* _EXERCISE AIM_
Copy each line below that contains "match".

INPUT START

//! The BSD-style entry points. Every call first resolves the descriptor:
//! System descriptors delegate one-to-one to the host OS, SCTP descriptors
//! dispatch into the socket layer under the master's lock. Errors carry the
//! errno value via [`Error::errno`].

pub mod poll;
pub mod sockopt;
pub mod types;

use crate::address::{InternetAddress, SocketAddress};
use crate::descriptor::{Descriptor, DescriptorTable, SctpDescriptor};
use crate::engine::{AssocId, SCTP_INFINITE_LIFETIME};
use crate::error::{Error, Result};
use crate::master::SocketMaster;
use crate::notification::SCTP_RECVDATAIOEVNT;
use crate::socket::{ReceiveScope, SSF_AUTO_CONNECT, SSF_GLOBAL_QUEUE};
use crate::{MSG_DONTWAIT, MSG_NOTIFICATION};

use types::{
    BindxFlags, Linger, RecvMessage, SctpInitMsg, SctpSndRcvInfo, SendMessage,
};

use log::{debug, trace};

use std::os::unix::io::RawFd;

/// Result of the last OS call, as an [`Error`].
pub(crate) fn last_os_error() -> Error {
    std::io::Error::last_os_error().into()
}

pub(crate) enum Resolved {
    System(RawFd),
    Sctp(SctpDescriptor),
}

/// Snapshot of the descriptor behind `fd`. The table lock is never held
/// across master calls.
pub(crate) fn resolve(fd: i32) -> Result<Resolved> {
    let guard = DescriptorTable::global();
    let table = guard.as_ref().unwrap();
    match table.lookup(fd).ok_or(Error::ErrBadDescriptor)? {
        Descriptor::System(os_fd) => Ok(Resolved::System(*os_fd)),
        Descriptor::Sctp(desc) => Ok(Resolved::Sctp(desc.clone())),
        Descriptor::Invalid => Err(Error::ErrBadDescriptor),
    }
}

pub(crate) fn update_sctp_descriptor(
    fd: i32,
    f: impl FnOnce(&mut SctpDescriptor),
) -> Result<()> {
    let mut guard = DescriptorTable::global();
    let table = guard.as_mut().unwrap();
    match table.lookup_mut(fd) {
        Some(Descriptor::Sctp(desc)) => {
            f(desc);
            Ok(())
        }
        _ => Err(Error::ErrBadDescriptor),
    }
}

// ====== socket() / close() =============================================

/// Creates a descriptor. `IPPROTO_SCTP` yields an SCTP descriptor
/// (SOCK_STREAM: one-to-one; SOCK_DGRAM / SOCK_SEQPACKET: one-to-many with
/// auto-connect and the global queue). Everything else falls through to the
/// host OS.
pub fn socket(domain: i32, socket_type: i32, protocol: i32) -> Result<i32> {
    if protocol == libc::IPPROTO_SCTP {
        let master = SocketMaster::try_instance()?;
        let connection_oriented = match socket_type {
            libc::SOCK_STREAM => true,
            libc::SOCK_DGRAM | libc::SOCK_SEQPACKET => false,
            _ => return Err(Error::ErrInvalidArgument),
        };
        let flags = if connection_oriented {
            0
        } else {
            SSF_GLOBAL_QUEUE | SSF_AUTO_CONNECT
        };
        let socket_id = master.create_socket(flags);
        let descriptor = Descriptor::Sctp(SctpDescriptor {
            socket_id,
            assoc_id: None,
            domain,
            socket_type,
            flags: 0,
            initmsg: SctpInitMsg::default(),
            linger: Linger::default(),
            nodelay: false,
            flow_info: 0,
            flow_info_send: false,
            connection_oriented,
            parent_fd: None,
        });
        let mut guard = DescriptorTable::global();
        let fd = guard.as_mut().unwrap().insert(descriptor);
        if fd.is_err() {
            drop(guard);
            master.close_socket(socket_id, false);
        }
        return fd;
    }

    let os_fd = unsafe { libc::socket(domain, socket_type, protocol) };
    if os_fd < 0 {
        return Err(last_os_error());
    }
    let mut guard = DescriptorTable::global();
    guard.as_mut().unwrap().insert(Descriptor::System(os_fd))
}

fn close_one(fd: i32) -> Result<()> {
    let removed = {
        let mut guard = DescriptorTable::global();
        guard.as_mut().unwrap().remove(fd)
    };
    match removed.ok_or(Error::ErrBadDescriptor)? {
        Descriptor::System(os_fd) => {
            let ret = unsafe { libc::close(os_fd) };
            if ret < 0 {
                return Err(last_os_error());
            }
            Ok(())
        }
        Descriptor::Sctp(desc) => {
            let master = SocketMaster::try_instance()?;
            match desc.assoc_id {
                Some(assoc_id) => {
                    // Association-level descriptor: abort on zero linger.
                    let send_abort = desc.linger.onoff && desc.linger.seconds == 0;
                    master.close_association(desc.socket_id, assoc_id, send_abort);
                    if desc.parent_fd.is_none() {
                        master.close_socket(desc.socket_id, false);
                    }
                }
                None => {
                    // Socket-level descriptor. Auto-connect associations go
                    // down hard unless a positive linger asks for grace.
                    let send_abort = !(desc.linger.onoff && desc.linger.seconds > 0);
                    master.close_socket(desc.socket_id, send_abort);
                }
            }
            Ok(())
        }
        Descriptor::Invalid => Err(Error::ErrBadDescriptor),
    }
}

/// Closes a descriptor, accepted and peeled-off children first.
pub fn close(fd: i32) -> Result<()> {
    let children = {
        let guard = DescriptorTable::global();
        guard.as_ref().unwrap().children_of(fd)
    };
    for child in children {
        trace!("close({fd}): closing child descriptor {child}");
        let _ = close_one(child);
    }
    close_one(fd)
}

// ====== bind / listen / accept / connect ===============================

pub fn bind(fd: i32, address: &SocketAddress) -> Result<()> {
    bindx(fd, std::slice::from_ref(address), BindxFlags::AddAddr)
}

pub fn bindx(fd: i32, addresses: &[SocketAddress], flags: BindxFlags) -> Result<()> {
    match resolve(fd)? {
        Resolved::System(os_fd) => {
            let address = addresses.first().ok_or(Error::ErrInvalidArgument)?;
            let (storage, len) = address.to_system()?;
            let ret = unsafe {
                libc::bind(os_fd, &storage as *const _ as *const libc::sockaddr, len)
            };
            if ret < 0 {
                return Err(last_os_error());
            }
            Ok(())
        }
        Resolved::Sctp(desc) => {
            if addresses.is_empty() {
                return Err(Error::ErrInvalidArgument);
            }
            let master = SocketMaster::try_instance()?;
            master.ensure_running()?;
            master.with_state(|state| {
                let crate::master::MasterState {
                    engine,
                    sockets,
                    instance_registry,
                    gc,
                    ..
                } = state;
                let socket = sockets
                    .get_mut(&desc.socket_id)
                    .ok_or(Error::ErrBadDescriptor)?;
                match flags {
                    BindxFlags::AddAddr if !socket.is_bound() => socket.bind(
                        engine.as_mut(),
                        instance_registry,
                        gc,
                        addresses[0].port(),
                        desc.initmsg.max_instreams,
                        desc.initmsg.num_ostreams,
                        addresses,
                    ),
                    BindxFlags::AddAddr => {
                        let instance = socket.instance_id.ok_or(Error::ErrBadDescriptor)?;
                        for address in addresses {
                            engine.add_local_address(instance, address)?;
                        }
                        Ok(())
                    }
                    BindxFlags::RemAddr => {
                        let instance = socket.instance_id.ok_or(Error::ErrBadDescriptor)?;
                        for address in addresses {
                            engine.remove_local_address(instance, address)?;
                        }
                        Ok(())
                    }
                }
            })
        }
    }
}
use super::*;
use crate::error::Result;

use bytes::Buf;

fn data_arrive(assoc_id: u32, bytes_arrived: u32) -> SctpNotification {
    SctpNotification::new(NotificationContent::DataArrive {
        assoc_id,
        stream: 0,
        ppid: 0,
        unordered: false,
        bytes_arrived,
    })
}

fn shutdown_event(assoc_id: u32) -> SctpNotification {
    SctpNotification::new(NotificationContent::ShutdownEvent { assoc_id })
}

#[test]
fn test_queue_fifo_order() -> Result<()> {
    let mut q = NotificationQueue::new("test");
    q.add(data_arrive(1, 10))?;
    q.add(data_arrive(2, 20))?;
    q.add(shutdown_event(3))?;
    assert_eq!(q.count(), 3);

    assert_eq!(q.peek().unwrap().assoc_id(), 1);
    q.drop_head();
    assert_eq!(q.peek().unwrap().assoc_id(), 2);
    q.drop_head();
    assert_eq!(q.peek().unwrap().assoc_id(), 3);
    q.drop_head();
    assert!(q.peek().is_none());
    Ok(())
}

#[test]
fn test_add_signals_update_condition() -> Result<()> {
    let mut q = NotificationQueue::new("test");
    assert!(!q.update_condition().peek_fired());
    q.add(data_arrive(1, 1))?;
    assert!(q.update_condition().peek_fired());
    Ok(())
}

#[test]
fn test_update_replaces_head_only() -> Result<()> {
    let mut q = NotificationQueue::new("test");
    q.add(data_arrive(1, 100))?;
    q.add(data_arrive(2, 200))?;

    let mut head = q.peek().unwrap().clone();
    if let NotificationContent::DataArrive {
        ref mut bytes_arrived,
        ..
    } = head.content
    {
        *bytes_arrived -= 40;
    }
    q.update(head);

    match q.peek().unwrap().content {
        NotificationContent::DataArrive { bytes_arrived, .. } => assert_eq!(bytes_arrived, 60),
        _ => panic!("head changed type"),
    }
    q.drop_head();
    assert_eq!(q.peek().unwrap().assoc_id(), 2, "tail must be untouched");
    Ok(())
}

#[test]
fn test_has_data_honors_mask_but_data_always_readable() -> Result<()> {
    let mut q = NotificationQueue::new("test");
    q.add(shutdown_event(1))?;
    assert!(!q.has_data(0), "masked-out event type is not readable");
    assert!(q.has_data(SCTP_RECVSHUTDOWNEVNT));

    q.add(data_arrive(1, 5))?;
    assert!(q.has_data(0), "data arrival ignores the mask");
    Ok(())
}

#[test]
fn test_flush_empties_queue() -> Result<()> {
    let mut q = NotificationQueue::new("test");
    q.add(data_arrive(1, 1))?;
    q.add(data_arrive(2, 2))?;
    q.flush();
    assert_eq!(q.count(), 0);
    Ok(())
}

#[test]
fn test_encoding_header_and_length() {
    let n = SctpNotification::new(NotificationContent::AssocChange {
        state: AssocChangeState::CommUp,
        error: 0,
        outbound_streams: 4,
        inbound_streams: 2,
        assoc_id: 9,
    });
    let mut raw = n.to_bytes();
    assert_eq!(raw.get_u16_le(), SCTP_ASSOC_CHANGE);
    let _flags = raw.get_u16_le();
    let length = raw.get_u32_le();
    assert_eq!(length as usize, raw.remaining() + 8);
    assert_eq!(raw.get_u16_le(), AssocChangeState::CommUp as u16);
    let _error = raw.get_u32_le();
    assert_eq!(raw.get_u16_le(), 4);
    assert_eq!(raw.get_u16_le(), 2);
    assert_eq!(raw.get_u32_le(), 9);
}

#[test]
fn test_selection_mask_per_type() {
    let n = SctpNotification::new(NotificationContent::PeerAddrChange {
        state: PeerAddrChangeState::AddrReachable,
        address: "10.0.0.1".to_string(),
        error: 0,
        assoc_id: 3,
    });
    assert!(!n.is_selected(SCTP_RECVASSOCEVNT));
    assert!(n.is_selected(SCTP_RECVPADDREVNT));
}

INPUT END

* _ANSWER TO THIS PROBLEM_
    match table.lookup(fd).ok_or(Error::ErrBadDescriptor)? {
    match table.lookup_mut(fd) {
        let connection_oriented = match socket_type {
    match removed.ok_or(Error::ErrBadDescriptor)? {
            match desc.assoc_id {
    match resolve(fd)? {
                match flags {
    match q.peek().unwrap().content {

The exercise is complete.